できる範囲で何かを
春の選抜高校野球で素晴らしい選手宣誓をし話題となった創志学園の野山慎介主将。私もテレビを観ていてあれほど心に響いた宣誓はありませんでした。精進の日々が鋭い目や話し方に表れていると感じました。その翌日、その感動を引き連れながら福島県双葉町から避難している友人を訪ね、さいたまスーパーアリーナへ。
約3000人が生活していると聞いていたので、広いアリーナ部分に皆さんがいるのかと思いきや、そうではなく2階と4、5階の通路部分に居住空間を作っていました。散髪屋さん、埼玉県の相談窓口、ハローワークもあり、ひとつの小さな町のようです。「この前浦和レッズと大宮アルディージャの選手と一緒にサッカーしたんだよ」と知人のお孫さん。避難所にはたくさんの子ども達がいるので、その経験は輝くものだったようです。私も自分に出来る範囲で何かをしようと強く感じました。知人の話によると、ご飯を食べ終わるとゴミを取りに来てくれるし、洗濯物は下着まで洗ってくれるとのこと。ボランティアの方々の至れり尽くせりの対応に感謝しながら「でも甘やかされ過ぎてはいけないわ」と話すのでした。

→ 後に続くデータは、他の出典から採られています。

//! Configuration management

use anyhow::{Context, Result};

use crate::defaults::DEFAULT_DATABASE_MAX_CONNECTIONS;

/// Application configuration
#[derive(Debug, Clone)]
pub struct Config {
    /// NATS server URL
    pub nats_url: String,

    /// Optional NATS credentials, used only when both are set
    pub nats_user: Option<String>,
    pub nats_password: Option<String>,

    /// PostgreSQL connection string
    pub database_url: String,

    pub database_max_connections: u32,

    /// Directory for the daily rolling log files
    pub logs_dir: String,

    /// Default filter when RUST_LOG is not set
    pub log_filter: String,

    /// Emit stdout logs as JSON lines
    pub json_logs: bool,
}

impl Config {
    /// Load configuration from environment variables
    pub fn from_env() -> Result<Self> {
        // Load .env file if present
        dotenvy::dotenv().ok();

        Self::from_lookup(|key| std::env::var(key).ok())
    }

    fn from_lookup(lookup: impl Fn(&str) -> Option<String>) -> Result<Self> {
        let non_empty = |key: &str| lookup(key).filter(|v| !v.is_empty());

        let nats_url = non_empty("NATS_URL").unwrap_or_else(|| "nats://localhost:4222".to_string());

        let database_url = non_empty("DATABASE_URL").context("DATABASE_URL must be set")?;

        let database_max_connections = match non_empty("DATABASE_MAX_CONNECTIONS") {
            Some(value) => value
                .parse()
                .with_context(|| format!("DATABASE_MAX_CONNECTIONS must be a positive integer, got {value:?}"))?,
            None => DEFAULT_DATABASE_MAX_CONNECTIONS,
        };
        if database_max_connections == 0 {
            anyhow::bail!("DATABASE_MAX_CONNECTIONS must be at least 1");
        }

        Ok(Self {
            nats_url,
            nats_user: non_empty("NATS_USER"),
            nats_password: non_empty("NATS_PASSWORD"),
            database_url,
            database_max_connections,
            logs_dir: non_empty("LOGS_DIR").unwrap_or_else(|| "./logs".to_string()),
            log_filter: non_empty("RUST_LOG").unwrap_or_else(|| "info,dispatch_worker=debug".to_string()),
            json_logs: non_empty("LOG_FORMAT").is_some_and(|f| f.eq_ignore_ascii_case("json")),
        })
    }

    /// Credentials pair when both user and password are configured
    pub fn nats_credentials(&self) -> Option<(String, String)> {
        match (&self.nats_user, &self.nats_password) {
            (Some(user), Some(password)) => Some((user.clone(), password.clone())),
            _ => None,
        }
    }
}

#[cfg(test)]
mod tests {
    use super::*;
    use std::collections::HashMap;

    fn config_from(vars: &[(&str, &str)]) -> Result<Config> {
        let vars: HashMap<String, String> = vars
            .iter()
            .map(|(k, v)| (k.to_string(), v.to_string()))
            .collect();
        Config::from_lookup(|key| vars.get(key).cloned())
    }

    #[test]
    fn test_config_defaults() {
        let config = config_from(&[("DATABASE_URL", "postgres://test")]).unwrap();

        assert_eq!(config.nats_url, "nats://localhost:4222");
        assert_eq!(config.database_max_connections, 10);
        assert_eq!(config.logs_dir, "./logs");
        assert_eq!(config.log_filter, "info,dispatch_worker=debug");
        assert!(!config.json_logs);
        assert!(config.nats_credentials().is_none());
    }

    #[test]
    fn test_config_requires_database_url() {
        let err = config_from(&[]).unwrap_err();
        assert!(err.to_string().contains("DATABASE_URL"));

        assert!(config_from(&[("DATABASE_URL", "")]).is_err());
    }

    #[test]
    fn test_config_max_connections() {
        let config = config_from(&[("DATABASE_URL", "postgres://test"), ("DATABASE_MAX_CONNECTIONS", "25")]).unwrap();
        assert_eq!(config.database_max_connections, 25);

        assert!(config_from(&[("DATABASE_URL", "postgres://test"), ("DATABASE_MAX_CONNECTIONS", "lots")]).is_err());
        assert!(config_from(&[("DATABASE_URL", "postgres://test"), ("DATABASE_MAX_CONNECTIONS", "0")]).is_err());
    }

    #[test]
    fn test_config_nats_credentials_need_both() {
        let only_user = config_from(&[("DATABASE_URL", "postgres://test"), ("NATS_USER", "dispatch")]).unwrap();
        assert!(only_user.nats_credentials().is_none());

        let both = config_from(&[
            ("DATABASE_URL", "postgres://test"),
            ("NATS_USER", "dispatch"),
            ("NATS_PASSWORD", "secret"),
        ])
        .unwrap();
        assert_eq!(both.nats_credentials(), Some(("dispatch".to_string(), "secret".to_string())));
    }

    #[test]
    fn test_config_json_logs() {
        let config = config_from(&[("DATABASE_URL", "postgres://test"), ("LOG_FORMAT", "JSON")]).unwrap();
        assert!(config.json_logs);
    }
}
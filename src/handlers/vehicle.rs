//! Vehicle recommendation handler

use anyhow::Result;
use async_nats::{Client, Subscriber};
use futures::StreamExt;
use rust_decimal::Decimal;
use tracing::{debug, error, warn};
use uuid::Uuid;

use crate::services::vehicle_rule::recommend_vehicle;
use crate::types::{
    ErrorResponse, RecommendVehicleRequest, RecommendVehicleResponse, Request, SuccessResponse,
};

/// Handle vehicle.recommend messages
pub async fn handle_recommend(client: Client, mut subscriber: Subscriber) -> Result<()> {
    while let Some(msg) = subscriber.next().await {
        debug!("Received vehicle.recommend message");

        let reply = match msg.reply {
            Some(ref reply) => reply.clone(),
            None => {
                warn!("Message without reply subject");
                continue;
            }
        };

        let request: Request<RecommendVehicleRequest> = match serde_json::from_slice(&msg.payload) {
            Ok(req) => req,
            Err(e) => {
                error!("Failed to parse request: {}", e);
                let error = ErrorResponse::new(Uuid::nil(), "INVALID_REQUEST", e.to_string());
                let _ = client.publish(reply, serde_json::to_vec(&error)?.into()).await;
                continue;
            }
        };

        let total_value = request.payload.total_value;
        if total_value < Decimal::ZERO {
            let error = ErrorResponse::new(request.id, "INVALID_REQUEST", "Total value must not be negative");
            let _ = client.publish(reply, serde_json::to_vec(&error)?.into()).await;
            continue;
        }

        let response = SuccessResponse::new(
            request.id,
            RecommendVehicleResponse {
                vehicle_type: recommend_vehicle(total_value),
            },
        );
        let _ = client.publish(reply, serde_json::to_vec(&response)?.into()).await;
    }

    Ok(())
}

ただ避難所も色々です。翌日、福島県いわき市へ。地震のひと月前にマラソン大会で伺った時のスタート地点には自衛隊のテントがずらりと並び、プール横の建物は遺体安置所に。近くの高校の体育館の避難所に約150人が生活していました。入口付近に警官の姿があり、ご遺体の写真を数枚広げるのを食い入るように見つめる人達の言いようのない悲しい表情を目の当たりにしました。暫くしてからまたお邪魔し、その時は一緒に元気よく体を動かしたいと思います。